WHAT TO WORK ON:
Your reply should reproduce each record precisely as written.

Dataset entries

===============

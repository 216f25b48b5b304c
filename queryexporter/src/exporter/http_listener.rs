use std::sync::Arc;

use http_body_util::Full;
use hyper::{
    body::{self, Bytes},
    header::{HeaderValue, CONTENT_TYPE},
    server::conn::http1::Builder as HyperHttpBuilder,
    service::service_fn,
    Method, Request, Response, StatusCode,
};
use hyper_util::rt::TokioIo;
use tokio::net::{TcpListener, TcpStream};
use tracing::{debug, warn};

use super::{ExporterError, ExporterFuture, ExporterHandle};
use crate::common::BuildError;

const HEALTH_PATH: &str = "/-/healthy";
const TEXT_FORMAT: &str = "text/plain; version=0.0.4; charset=utf-8";

struct HttpListeningExporter {
    inner: Arc<Inner>,
}

struct Inner {
    handle: ExporterHandle,
    telemetry_path: String,
    landing_page: String,
}

impl HttpListeningExporter {
    async fn serve(&self, listener: std::net::TcpListener) -> Result<(), ExporterError> {
        let listener = TcpListener::from_std(listener)?;

        loop {
            let stream = match listener.accept().await {
                Ok((stream, _)) => stream,
                Err(e) => {
                    warn!(error = ?e, "Error accepting connection. Ignoring request.");
                    continue;
                }
            };

            self.process_stream(stream);
        }
    }

    fn process_stream(&self, stream: TcpStream) {
        let inner = self.inner.clone();
        let service = service_fn(move |req: Request<body::Incoming>| {
            let inner = inner.clone();
            let method = req.method().clone();
            let path = req.uri().path().to_owned();
            async move { Ok::<_, hyper::Error>(Self::handle_http_request(&inner, &method, &path).await) }
        });

        tokio::task::spawn(async move {
            if let Err(err) =
                HyperHttpBuilder::new().serve_connection(TokioIo::new(stream), service).await
            {
                warn!(error = ?err, "Error serving connection.");
            };
        });
    }

    async fn handle_http_request(inner: &Inner, method: &Method, path: &str) -> Response<Full<Bytes>> {
        debug!(%method, path, "handling request");

        if method != Method::GET && method != Method::HEAD {
            return Self::new_response(StatusCode::METHOD_NOT_ALLOWED, "Method Not Allowed", None);
        }

        if path == inner.telemetry_path {
            let body = inner.handle.render().await;
            Self::new_response(StatusCode::OK, body, Some(TEXT_FORMAT))
        } else if path == HEALTH_PATH {
            Self::new_response(StatusCode::OK, "Healthy", None)
        } else if path == "/" {
            Self::new_response(StatusCode::OK, inner.landing_page.clone(), Some("text/html; charset=utf-8"))
        } else {
            Self::new_response(StatusCode::NOT_FOUND, "Not Found", None)
        }
    }

    fn new_response(
        status: StatusCode,
        body: impl Into<Bytes>,
        content_type: Option<&'static str>,
    ) -> Response<Full<Bytes>> {
        let mut response = Response::new(Full::new(body.into()));
        *response.status_mut() = status;
        if let Some(content_type) = content_type {
            response.headers_mut().insert(CONTENT_TYPE, HeaderValue::from_static(content_type));
        }
        response
    }
}

fn landing_page(telemetry_path: &str) -> String {
    format!(
        concat!(
            "<html>\n<head><title>queryexporter</title></head>\n<body>\n",
            "<h1>queryexporter</h1>\n<p>exporter for many database sources</p>\n<ul>\n",
            "<li><a href=\"{metrics}\">Metrics</a></li>\n",
            "<li><a href=\"{health}\">Healthz</a></li>\n",
            "</ul>\n</body>\n</html>\n"
        ),
        metrics = telemetry_path,
        health = HEALTH_PATH,
    )
}

/// Creates an `ExporterFuture` implementing a http listener that serves scrape results.
///
/// # Errors
/// Will return Err if it cannot bind to the listen address
pub(crate) fn new_http_listener(
    handle: ExporterHandle,
    listen_address: std::net::SocketAddr,
    telemetry_path: String,
) -> Result<ExporterFuture, BuildError> {
    let listener = std::net::TcpListener::bind(listen_address)
        .and_then(|listener| {
            listener.set_nonblocking(true)?;
            Ok(listener)
        })
        .map_err(|e| BuildError::FailedToCreateHTTPListener(e.to_string()))?;

    let exporter = HttpListeningExporter {
        inner: Arc::new(Inner { handle, landing_page: landing_page(&telemetry_path), telemetry_path }),
    };

    Ok(Box::pin(async move { exporter.serve(listener).await }))
}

===============

EXERCISE SOLUTION:
repository 216f25b48b5b304c
filename queryexporter/src/exporter/http_listener.rs
use std::sync::Arc;

use http_body_util::Full;
use hyper::{
    body::{self, Bytes},
    header::{HeaderValue, CONTENT_TYPE},
    server::conn::http1::Builder as HyperHttpBuilder,
    service::service_fn,
    Method, Request, Response, StatusCode,
};
use hyper_util::rt::TokioIo;
use tokio::net::{TcpListener, TcpStream};
use tracing::{debug, warn};

use super::{ExporterError, ExporterFuture, ExporterHandle};
use crate::common::BuildError;

const HEALTH_PATH: &str = "/-/healthy";
const TEXT_FORMAT: &str = "text/plain; version=0.0.4; charset=utf-8";

struct HttpListeningExporter {
    inner: Arc<Inner>,
}

struct Inner {
    handle: ExporterHandle,
    telemetry_path: String,
    landing_page: String,
}

impl HttpListeningExporter {
    async fn serve(&self, listener: std::net::TcpListener) -> Result<(), ExporterError> {
        let listener = TcpListener::from_std(listener)?;

        loop {
            let stream = match listener.accept().await {
                Ok((stream, _)) => stream,
                Err(e) => {
                    warn!(error = ?e, "Error accepting connection. Ignoring request.");
                    continue;
                }
            };

            self.process_stream(stream);
        }
    }

    fn process_stream(&self, stream: TcpStream) {
        let inner = self.inner.clone();
        let service = service_fn(move |req: Request<body::Incoming>| {
            let inner = inner.clone();
            let method = req.method().clone();
            let path = req.uri().path().to_owned();
            async move { Ok::<_, hyper::Error>(Self::handle_http_request(&inner, &method, &path).await) }
        });

        tokio::task::spawn(async move {
            if let Err(err) =
                HyperHttpBuilder::new().serve_connection(TokioIo::new(stream), service).await
            {
                warn!(error = ?err, "Error serving connection.");
            };
        });
    }

    async fn handle_http_request(inner: &Inner, method: &Method, path: &str) -> Response<Full<Bytes>> {
        debug!(%method, path, "handling request");

        if method != Method::GET && method != Method::HEAD {
            return Self::new_response(StatusCode::METHOD_NOT_ALLOWED, "Method Not Allowed", None);
        }

        if path == inner.telemetry_path {
            let body = inner.handle.render().await;
            Self::new_response(StatusCode::OK, body, Some(TEXT_FORMAT))
        } else if path == HEALTH_PATH {
            Self::new_response(StatusCode::OK, "Healthy", None)
        } else if path == "/" {
            Self::new_response(StatusCode::OK, inner.landing_page.clone(), Some("text/html; charset=utf-8"))
        } else {
            Self::new_response(StatusCode::NOT_FOUND, "Not Found", None)
        }
    }

    fn new_response(
        status: StatusCode,
        body: impl Into<Bytes>,
        content_type: Option<&'static str>,
    ) -> Response<Full<Bytes>> {
        let mut response = Response::new(Full::new(body.into()));
        *response.status_mut() = status;
        if let Some(content_type) = content_type {
            response.headers_mut().insert(CONTENT_TYPE, HeaderValue::from_static(content_type));
        }
        response
    }
}

fn landing_page(telemetry_path: &str) -> String {
    format!(
        concat!(
            "<html>\n<head><title>queryexporter</title></head>\n<body>\n",
            "<h1>queryexporter</h1>\n<p>exporter for many database sources</p>\n<ul>\n",
            "<li><a href=\"{metrics}\">Metrics</a></li>\n",
            "<li><a href=\"{health}\">Healthz</a></li>\n",
            "</ul>\n</body>\n</html>\n"
        ),
        metrics = telemetry_path,
        health = HEALTH_PATH,
    )
}

/// Creates an `ExporterFuture` implementing a http listener that serves scrape results.
///
/// # Errors
/// Will return Err if it cannot bind to the listen address
pub(crate) fn new_http_listener(
    handle: ExporterHandle,
    listen_address: std::net::SocketAddr,
    telemetry_path: String,
) -> Result<ExporterFuture, BuildError> {
    let listener = std::net::TcpListener::bind(listen_address)
        .and_then(|listener| {
            listener.set_nonblocking(true)?;
            Ok(listener)
        })
        .map_err(|e| BuildError::FailedToCreateHTTPListener(e.to_string()))?;

    let exporter = HttpListeningExporter {
        inner: Arc::new(Inner { handle, landing_page: landing_page(&telemetry_path), telemetry_path }),
    };

    Ok(Box::pin(async move { exporter.serve(listener).await }))
}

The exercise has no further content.